By Kyle Soppe
And then there were four. After the NFC gave us two upsets and chalk held in the AFC, we are left with two great games that will determine who will play on February 5th for the Lombardi Trophy. Everybody is picking the favored Patriots and red hot Giants, and I am hear to tell you why neither team will win on Sunday.
Baltimore Ravens @ New England Patriots
Let’s start with New England, who shut down Tebowmania last weekend and has been the best team in the AFC for the majority of the season (after the first month or so). First of all, shutting down that Bronco offense isn’t exactly reason to believe that this porous unit has cured what ailed them in the regular season. They got a lead early on Denver, and forced them out of their element, something the stingy Ravens defense won’t allow. Speaking of the Ravens, everybody is down on them for awful road losses, but how about looking at the flip side? Whenever an elite opponent crossed the path of the Ravens (we all considered the Steelers to be elite), Baltimore stepped up to the challenge in a big way.

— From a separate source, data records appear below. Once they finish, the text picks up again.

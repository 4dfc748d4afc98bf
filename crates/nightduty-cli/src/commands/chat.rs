//! Line-oriented conversation loop.

use std::io::{self, BufRead, Write};

use clap::Args;
use nightduty_core::{Assistant, Config, Database, KvStore};

use super::ask::print_reply;
use super::open_assistant;

#[derive(Args)]
pub struct ChatArgs {
    /// Keep the conversation in memory only
    #[arg(long)]
    pub ephemeral: bool,
}

pub fn run(args: ChatArgs) -> Result<(), Box<dyn std::error::Error>> {
    let stdin = io::stdin();
    if args.ephemeral {
        let policy = Config::load_or_default().policy;
        let assistant = Assistant::new(policy, Database::open_memory()?);
        converse(&assistant, stdin.lock())
    } else {
        converse(&open_assistant()?, stdin.lock())
    }
}

fn converse<S: KvStore>(
    assistant: &Assistant<S>,
    input: impl BufRead,
) -> Result<(), Box<dyn std::error::Error>> {
    println!("Escribe tu consulta ('exit' para salir).");
    let mut out = io::stdout();
    write!(out, "> ")?;
    out.flush()?;

    for line in input.lines() {
        let line = line?;
        let text = line.trim();
        match text {
            "" => {}
            "exit" | "quit" => break,
            _ => {
                let reply = assistant.handle_utterance(text);
                print_reply(&reply);
                println!();
            }
        }
        write!(out, "> ")?;
        out.flush()?;
    }
    println!();
    Ok(())
}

The Ravens offense, while not a juggernaut, is good enough to win a Super Bowl. They have the game’s best dual threat back, and a QB who has been winning games for all of his career. Anybody else recall another AFC North QB who won a lot the second he entered the league, got a ring, and is now considered a top 5 QB by most? Big Ben was a game manager at one time, and earned a ring by guiding an offense, much like Joe Flacco can do this year. He can’t make all the plays, but he can make enough of them to put up 27 points on an average at best Pats defense. If one WR can step up, the Ravens are a powerhouse that can upset the Golden Boy Tom Brady.
Soppe Score: Ravens 27-24
New York Giants @ San Francisco 49ers
The current Giants feel much like the 2007 G-men that upset the 18-0 Patriots in the super bowl, an underachieving regular season followed by a smoking hot postseason. That being said, the journey ends at Candlestick this weekend, as the surprise 49ers have the formula to stopping the potent Giants attack.
San Fran is the best team in the league at stopping the run, and I don’t see this week any different. By locking down Bradshaw and Jacobs, they will force the Giants to be a one dimensional attack. While Eli Manning has had his best season as a pro, one dimensional offenses have failed in a big way this postseason (just ask Packers, Saints, or Texans fans). Another cause for concern for New York is the health of TE Jake Ballard, who underwent a knee operation on Thursday. While safe money is on him playing this weekend, he certainly will not be 100%, allowing San Fran to game plan for the elite pass catching tandem of Nicks and Cruz.
When San Fran has the ball, the comfort of Alex Smith will go along ways toward determining how many points that can score on the suddenly furious Giants D. He displayed great poise last week in a shootout with Drew Bress, but this defense is far better. If he can avoid getting sacked 4+ times, he has what it takes to beat the aggressive Giants. He doesn’t turn the ball over through the air (only six INT’s in the regular season), and the Giants thrive on takeaways. I like the 49ers to pound Frank Gore, and take a shot or two down the field to Vernon Davis or Michael Crabtree, and dictate the pace of the game. The X-factor could be David Akers, the games best kicker this season. If the game is on the line, I trust “Green” Akers more than anybody else in this game, and I’ve got him down for a 40+ game winner.